Exercise brief -> What is needed here is every line of the records that includes "TunnelError".

Given data ->
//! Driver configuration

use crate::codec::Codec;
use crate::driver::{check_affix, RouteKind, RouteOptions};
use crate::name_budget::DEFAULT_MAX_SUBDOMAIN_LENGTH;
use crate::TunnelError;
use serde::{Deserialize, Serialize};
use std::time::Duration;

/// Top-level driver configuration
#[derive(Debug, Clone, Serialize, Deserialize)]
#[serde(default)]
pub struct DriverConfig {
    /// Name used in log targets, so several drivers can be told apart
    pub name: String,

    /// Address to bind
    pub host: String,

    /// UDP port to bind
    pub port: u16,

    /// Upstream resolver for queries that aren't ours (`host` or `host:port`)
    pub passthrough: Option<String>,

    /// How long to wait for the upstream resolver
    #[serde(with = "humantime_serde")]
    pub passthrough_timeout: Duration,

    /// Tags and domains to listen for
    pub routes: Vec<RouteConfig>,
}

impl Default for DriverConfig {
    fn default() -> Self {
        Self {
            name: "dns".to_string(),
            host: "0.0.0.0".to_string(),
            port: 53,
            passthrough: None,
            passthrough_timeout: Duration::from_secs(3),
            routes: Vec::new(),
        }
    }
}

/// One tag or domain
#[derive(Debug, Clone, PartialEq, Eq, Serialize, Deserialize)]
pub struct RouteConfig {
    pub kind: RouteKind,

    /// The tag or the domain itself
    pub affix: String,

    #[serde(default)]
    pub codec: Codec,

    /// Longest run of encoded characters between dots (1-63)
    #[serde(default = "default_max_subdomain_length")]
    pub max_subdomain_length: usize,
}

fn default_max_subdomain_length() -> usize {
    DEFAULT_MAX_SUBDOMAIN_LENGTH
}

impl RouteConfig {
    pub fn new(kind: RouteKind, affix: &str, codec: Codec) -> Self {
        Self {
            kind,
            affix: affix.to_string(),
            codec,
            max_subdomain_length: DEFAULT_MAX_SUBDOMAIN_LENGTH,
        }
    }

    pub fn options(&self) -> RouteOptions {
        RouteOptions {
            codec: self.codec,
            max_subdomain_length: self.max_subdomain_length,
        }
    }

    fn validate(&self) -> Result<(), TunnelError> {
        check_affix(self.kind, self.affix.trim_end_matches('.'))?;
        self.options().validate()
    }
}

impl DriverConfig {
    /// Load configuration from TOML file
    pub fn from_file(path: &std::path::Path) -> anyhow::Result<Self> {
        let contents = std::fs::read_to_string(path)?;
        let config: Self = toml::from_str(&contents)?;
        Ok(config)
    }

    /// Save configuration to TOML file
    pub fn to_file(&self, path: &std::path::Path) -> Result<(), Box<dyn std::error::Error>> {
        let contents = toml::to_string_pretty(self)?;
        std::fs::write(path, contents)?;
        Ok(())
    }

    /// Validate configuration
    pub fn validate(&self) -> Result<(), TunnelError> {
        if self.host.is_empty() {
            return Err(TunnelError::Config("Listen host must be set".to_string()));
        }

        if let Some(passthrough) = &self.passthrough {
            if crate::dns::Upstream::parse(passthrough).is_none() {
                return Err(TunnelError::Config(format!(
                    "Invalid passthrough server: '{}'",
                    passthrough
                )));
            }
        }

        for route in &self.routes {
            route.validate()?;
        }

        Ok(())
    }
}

Output of the task ->
use crate::TunnelError;
    fn validate(&self) -> Result<(), TunnelError> {
    pub fn validate(&self) -> Result<(), TunnelError> {
            return Err(TunnelError::Config("Listen host must be set".to_string()));
                return Err(TunnelError::Config(format!(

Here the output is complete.